当初は「デイトジャスト」の廉価版的位置付けだった「オイスター パーペチュアル」だが、一方では、ロレックスの礎を築き上げた側面もある。オイスター パーペチュアルの魅力や、誕生から現在までの歴史、現行モデルを紹介する。
オイスター パーペチュアルとは
ロレックスは、「オイスターケース」「パーペチュアル」「デイトジャスト」という、時計史に名を残す三大発明により、腕時計の実用性向上に貢献したことで知られている。
これらの発明のうち、ふたつを搭載したモデルが、今回紹介する「オイスター パーペチュアル」である。
ロレックスの三大発明のひとつ
牡蠣(かき)が硬い殻を備えていることから名付けらた「オイスターケース」は、1926年に発明された、頑丈さと高い防水・防塵性能を備えたケースだ。翌年にはドーバー海峡横断で使用され、優れた性能を証明している。
31年には、両方向に回転するローターを備え、ゼンマイを自動で巻き上げる機構「パーペチュアル」を発明。これにより、手巻き式時計における巻き上げの手間や、内部が汚れるリスクを軽減した。
45年に発表された「デイトジャスト」は、ダイアルの3時位置にデイト表示を配置する機構。ひと目で分かる場所に小窓が作られたことや、0時になると瞬時に日付が変わることなど、優れた機能性が高く評価された。
オイスターケースとパーペチュアル搭載モデル
オイスター パーペチュアルは、ロレックスの三大発明のうち、オイスターケースとパーペチュアルを搭載したモデルだ。
このモデルが登場した1931年は、パーペチュアルの特許を取得した年である。既に発明されていたオイスターケースと組み合わせて開発された。
その名の通り、優れた防水・防塵性能を備えたケースの自動巻き式時計である。このモデルをベースに、その後「サブマリーナー」「ミルガウス」「エクスプローラー」といった、ロレックスが誇るプロフェッショナル仕様のモデルが開発されていった。
オイスター パーペチュアルの歴史
ロレックスの原点を現在まで伝える、オイスター パーペチュアルの歴史を見てみよう。登場以来改良を繰り返し、現在は三大発明のすべてを備えた高性能モデルとなっている。
通称バブルバックの誕生
初期のオイスター パーペチュアルは、裏蓋の厚みが泡のように膨らんで見えることから、通称バブルバックとも呼ばれている。

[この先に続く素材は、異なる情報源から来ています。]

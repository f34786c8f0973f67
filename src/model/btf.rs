//! BPF Type Format blobs: the type and string sections a program load
//! points at when it carries function info.
//!
//! Layout, little endian: a 24-byte header, then the type section (each
//! type is a 12-byte common record plus kind-specific trailing data), then
//! the string section, which starts with an empty string.

use serde::{Deserialize, Serialize};

use crate::BtfError;

pub const MAGIC: u16 = 0xeb9f;
pub const VERSION: u8 = 1;
pub const HEADER_LEN: u32 = 24;

const COMMON_LEN: usize = 12;

/// Kinds this crate builds and parses.
#[derive(Debug, Clone, Copy, PartialEq, Eq, Hash)]
#[repr(u8)]
pub enum Kind {
    Int = 1,
    Ptr = 2,
    Struct = 4,
    Func = 12,
    FuncProto = 13,
}

impl Kind {
    pub fn from_number(n: u8) -> Option<Self> {
        match n {
            1 => Some(Self::Int),
            2 => Some(Self::Ptr),
            4 => Some(Self::Struct),
            12 => Some(Self::Func),
            13 => Some(Self::FuncProto),
            _ => None,
        }
    }
}

/// Pack the `info` word: vlen in bits 0-15, kind in bits 24-28, kind_flag
/// in bit 31.
pub fn type_info(vlen: u16, kind: Kind, kind_flag: bool) -> u32 {
    u32::from(vlen) | (u32::from(kind as u8) << 24) | (u32::from(kind_flag) << 31)
}

/// Encoding word of an INT: signedness in bits 24-27, width in bits 0-7.
pub const INT_SIGNED: u32 = 1 << 24;

#[derive(Debug, Clone, Copy, PartialEq, Eq)]
pub struct Member {
    pub name_off: u32,
    pub type_id: u32,
    /// Bit offset inside the struct.
    pub offset: u32,
}

#[derive(Debug, Clone, Copy, PartialEq, Eq)]
pub struct Param {
    pub name_off: u32,
    pub type_id: u32,
}

#[derive(Debug, Clone, PartialEq, Eq)]
pub enum TypeData {
    None,
    Int(u32),
    Members(Vec<Member>),
    Params(Vec<Param>),
}

#[derive(Debug, Clone, PartialEq, Eq)]
pub struct BtfType {
    pub name_off: u32,
    pub info: u32,
    /// Byte size for INT and STRUCT, a type id for everything else.
    pub size_or_type: u32,
    pub data: TypeData,
}

impl BtfType {
    pub fn int(name_off: u32, bits: u32, signed: bool) -> Self {
        let sign = if signed { INT_SIGNED } else { 0 };
        Self {
            name_off,
            info: type_info(0, Kind::Int, false),
            size_or_type: bits.div_ceil(8),
            data: TypeData::Int(sign | bits),
        }
    }

    pub fn ptr(type_id: u32) -> Self {
        Self {
            name_off: 0,
            info: type_info(0, Kind::Ptr, false),
            size_or_type: type_id,
            data: TypeData::None,
        }
    }

    pub fn structure(name_off: u32, size: u32, members: Vec<Member>) -> Self {
        Self {
            name_off,
            info: type_info(members.len() as u16, Kind::Struct, false),
            size_or_type: size,
            data: TypeData::Members(members),
        }
    }

    pub fn func(name_off: u32, proto: u32) -> Self {
        Self {
            name_off,
            info: type_info(0, Kind::Func, false),
            size_or_type: proto,
            data: TypeData::None,
        }
    }

    /// `ret` is 0 for void.
    pub fn func_proto(ret: u32, params: Vec<Param>) -> Self {
        Self {
            name_off: 0,
            info: type_info(params.len() as u16, Kind::FuncProto, false),
            size_or_type: ret,
            data: TypeData::Params(params),
        }
    }

    pub fn kind(&self) -> Option<Kind> {
        Kind::from_number(((self.info >> 24) & 0x1f) as u8)
    }

    pub fn vlen(&self) -> u16 {
        (self.info & 0xffff) as u16
    }

    /// Type ids this type refers to.
    fn references(&self) -> Vec<u32> {
        let mut out = Vec::new();
        if matches!(self.kind(), Some(Kind::Ptr | Kind::Func | Kind::FuncProto)) {
            out.push(self.size_or_type);
        }
        match &self.data {
            TypeData::Members(members) => out.extend(members.iter().map(|m| m.type_id)),
            TypeData::Params(params) => out.extend(params.iter().map(|p| p.type_id)),
            TypeData::None | TypeData::Int(_) => {}
        }
        out
    }

    fn encoded_len(&self) -> usize {
        COMMON_LEN
            + match &self.data {
                TypeData::None => 0,
                TypeData::Int(_) => 4,
                TypeData::Members(m) => m.len() * 12,
                TypeData::Params(p) => p.len() * 8,
            }
    }
}

/// A function's entry in the program's `func_info` array.
#[derive(Debug, Clone, Copy, PartialEq, Eq, Hash, Serialize, Deserialize)]
pub struct FuncInfo {
    /// Word offset of the function's first instruction.
    pub insn_off: u32,
    /// A FUNC type in the accompanying BTF.
    pub type_id: u32,
}

#[derive(Debug, Clone, PartialEq, Eq)]
pub struct Btf {
    types: Vec<BtfType>,
    strings: Vec<u8>,
}

impl Default for Btf {
    fn default() -> Self {
        Self::new()
    }
}

impl Btf {
    pub fn new() -> Self {
        Self {
            types: Vec::new(),
            strings: vec![0],
        }
    }

    /// Append `name` to the string section and return its offset.
    pub fn add_string(&mut self, name: &str) -> u32 {
        let off = self.strings.len() as u32;
        self.strings.extend_from_slice(name.as_bytes());
        self.strings.push(0);
        off
    }

    /// Append a type and return its id. Id 0 is void, so the first type is 1.
    pub fn add_type(&mut self, ty: BtfType) -> u32 {
        self.types.push(ty);
        self.types.len() as u32
    }

    pub fn types(&self) -> &[BtfType] {
        &self.types
    }

    pub fn get(&self, type_id: u32) -> Option<&BtfType> {
        let idx = usize::try_from(type_id).ok()?.checked_sub(1)?;
        self.types.get(idx)
    }

    pub fn string_at(&self, off: u32) -> Option<&str> {
        let tail = self.strings.get(off as usize..)?;
        let end = tail.iter().position(|b| *b == 0)?;
        std::str::from_utf8(&tail[..end]).ok()
    }

    pub fn encode(&self) -> Vec<u8> {
        let type_len: usize = self.types.iter().map(BtfType::encoded_len).sum();
        let mut out = Vec::with_capacity(HEADER_LEN as usize + type_len + self.strings.len());
        out.extend_from_slice(&MAGIC.to_le_bytes());
        out.push(VERSION);
        out.push(0);
        for field in [HEADER_LEN, 0, type_len as u32, type_len as u32, self.strings.len() as u32] {
            out.extend_from_slice(&field.to_le_bytes());
        }
        for ty in &self.types {
            for field in [ty.name_off, ty.info, ty.size_or_type] {
                out.extend_from_slice(&field.to_le_bytes());
            }
            match &ty.data {
                TypeData::None => {}
                TypeData::Int(encoding) => out.extend_from_slice(&encoding.to_le_bytes()),
                TypeData::Members(members) => {
                    for m in members {
                        for field in [m.name_off, m.type_id, m.offset] {
                            out.extend_from_slice(&field.to_le_bytes());
                        }
                    }
                }
                TypeData::Params(params) => {
                    for p in params {
                        for field in [p.name_off, p.type_id] {
                            out.extend_from_slice(&field.to_le_bytes());
                        }
                    }
                }
            }
        }
        out.extend_from_slice(&self.strings);
        out
    }

    /// Parse and sanity-check a blob the way a loader would before
    /// accepting it.
    pub fn parse(blob: &[u8]) -> Result<Self, BtfError> {
        let mut header = Reader::new(blob);
        let magic = header.u16()?;
        if magic != MAGIC {
            return Err(BtfError::BadMagic(magic));
        }
        let version = header.u8()?;
        if version != VERSION {
            return Err(BtfError::UnsupportedVersion(version));
        }
        let _flags = header.u8()?;
        let hdr_len = header.u32()?;
        if hdr_len != HEADER_LEN {
            return Err(BtfError::BadHeaderLen(hdr_len));
        }
        let type_off = header.u32()? as usize;
        let type_len = header.u32()? as usize;
        let str_off = header.u32()? as usize;
        let str_len = header.u32()? as usize;

        let body = &blob[HEADER_LEN as usize..];
        let section = |off: usize, len: usize| {
            off.checked_add(len)
                .and_then(|end| body.get(off..end))
                .ok_or(BtfError::SectionOutOfBounds { off, len })
        };
        let type_section = section(type_off, type_len)?;
        let strings = section(str_off, str_len)?.to_vec();
        if strings.first() != Some(&0) || strings.last() != Some(&0) {
            return Err(BtfError::BadStringSection);
        }

        let mut types = Vec::new();
        let mut reader = Reader::new(type_section);
        while !reader.is_empty() {
            let name_off = reader.u32()?;
            let info = reader.u32()?;
            let size_or_type = reader.u32()?;
            let kind_bits = ((info >> 24) & 0x1f) as u8;
            let kind = Kind::from_number(kind_bits).ok_or(BtfError::UnknownKind(kind_bits))?;
            let vlen = (info & 0xffff) as usize;
            let data = match kind {
                Kind::Int => TypeData::Int(reader.u32()?),
                Kind::Ptr | Kind::Func => TypeData::None,
                Kind::Struct => {
                    let mut members = Vec::with_capacity(vlen);
                    for _ in 0..vlen {
                        members.push(Member {
                            name_off: reader.u32()?,
                            type_id: reader.u32()?,
                            offset: reader.u32()?,
                        });
                    }
                    TypeData::Members(members)
                }
                Kind::FuncProto => {
                    let mut params = Vec::with_capacity(vlen);
                    for _ in 0..vlen {
                        params.push(Param {
                            name_off: reader.u32()?,
                            type_id: reader.u32()?,
                        });
                    }
                    TypeData::Params(params)
                }
            };
            types.push(BtfType {
                name_off,
                info,
                size_or_type,
                data,
            });
        }

        let btf = Self { types, strings };
        btf.check_references()?;
        Ok(btf)
    }

    fn check_references(&self) -> Result<(), BtfError> {
        let count = self.types.len() as u32;
        for (idx, ty) in self.types.iter().enumerate() {
            let id = idx as u32 + 1;
            if ty.name_off as usize >= self.strings.len() {
                return Err(BtfError::BadNameOffset { id, off: ty.name_off });
            }
            if let Some(bad) = ty.references().into_iter().find(|r| *r > count) {
                return Err(BtfError::BadTypeId { id, referenced: bad });
            }
            if ty.kind() == Some(Kind::Func) {
                if ty.name_off == 0 {
                    return Err(BtfError::AnonymousFunc(id));
                }
                if self.get(ty.size_or_type).and_then(BtfType::kind) != Some(Kind::FuncProto) {
                    return Err(BtfError::FuncWithoutProto(id));
                }
            }
        }
        Ok(())
    }
}

/// Type ids of a two-function program: `void main(void)` followed by an
/// `int callback(int index, struct ctx *ctx)` handed to `bpf_loop`.
#[derive(Debug, Clone, PartialEq, Eq)]
pub struct LoopCallbackTypes {
    pub btf: Btf,
    pub main: u32,
    pub callback: u32,
}

impl LoopCallbackTypes {
    pub fn new() -> Self {
        let mut btf = Btf::new();
        let name = btf.add_string("bpfuzz");
        let main_proto = btf.add_type(BtfType::func_proto(0, Vec::new()));
        let main = btf.add_type(BtfType::func(name, main_proto));
        let int = btf.add_type(BtfType::int(name, 32, true));
        let ctx = btf.add_type(BtfType::structure(
            name,
            4,
            vec![Member {
                name_off: name,
                type_id: int,
                offset: 0,
            }],
        ));
        let ctx_ptr = btf.add_type(BtfType::ptr(ctx));
        let callback_proto = btf.add_type(BtfType::func_proto(
            int,
            vec![
                Param { name_off: name, type_id: int },
                Param {
                    name_off: name,
                    type_id: ctx_ptr,
                },
            ],
        ));
        let callback = btf.add_type(BtfType::func(name, callback_proto));
        Self { btf, main, callback }
    }
}

impl Default for LoopCallbackTypes {
    fn default() -> Self {
        Self::new()
    }
}

struct Reader<'a> {
    bytes: &'a [u8],
    at: usize,
}

impl<'a> Reader<'a> {
    fn new(bytes: &'a [u8]) -> Self {
        Self { bytes, at: 0 }
    }

    fn is_empty(&self) -> bool {
        self.at >= self.bytes.len()
    }

    fn take<const N: usize>(&mut self) -> Result<[u8; N], BtfError> {
        let chunk = self
            .bytes
            .get(self.at..self.at + N)
            .ok_or(BtfError::Truncated(self.at))?;
        self.at += N;
        let mut out = [0u8; N];
        out.copy_from_slice(chunk);
        Ok(out)
    }

    fn u8(&mut self) -> Result<u8, BtfError> {
        Ok(self.take::<1>()?[0])
    }

    fn u16(&mut self) -> Result<u16, BtfError> {
        self.take().map(u16::from_le_bytes)
    }

    fn u32(&mut self) -> Result<u32, BtfError> {
        self.take().map(u32::from_le_bytes)
    }
}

誕生した1931年から50年頃までの初期型はRef.2940や3131、5015などがリリースされている。搭載されていたムーブメントは、Cal.520(AR)や630NAなどである。
ケース径は31mmで、次に紹介する「セミバブル」に比べて若干小さい。セミバブルを含めて約20年間製造され、文字盤と針の種類が豊富なため、現在もコレクターの間で人気だ。
セミバブルも登場
1950年頃からは、ケース径を33~34mmにしたモデルが登場している。ケースをひと回り大きくし、裏蓋の膨らみを抑えたことから、セミバブルと呼ばれている。
セミバブルは、Ref.6084や6103、6107などが、55年までの数年間のみ製造された。搭載するムーブメントは、すべてCal.645である。
バブルバックやセミバブルと並行して、50年代から60年代にかけては、アメリカ向けにもオイスター パーペチュアルが製造されていた。
特徴はインデックスなどの装飾を施さず、十字のクロスラインが入ったシンプルな文字盤。この文字盤を「ゼファーダイヤル」と呼んでいたことから、モデル自体は通称「ゼファー」と呼ばれている。
三大発明すべてを備えたハイスペックに
1945年には、カレンダー機能が搭載された「オイスター パーペチュアル デイトジャスト」が登場した。 これにより、三大発明のすべてを搭載したハイスペックモデルとして、現在まで製造されている。
ノンデイトタイプのオイスター パーペチュアルに関しては、製造がなかった数十年間を経て、ケース径を36mmに大型化したRef.116000が、2008年に登場している。
14年には、07年から製造されていた通称「エアキング」が実質的な生産終了を迎えたが、型番やスペックはそのままに、文字盤にAir-Kingロゴのない34mmのオイスター パーペチュアルとして製造が続けられている。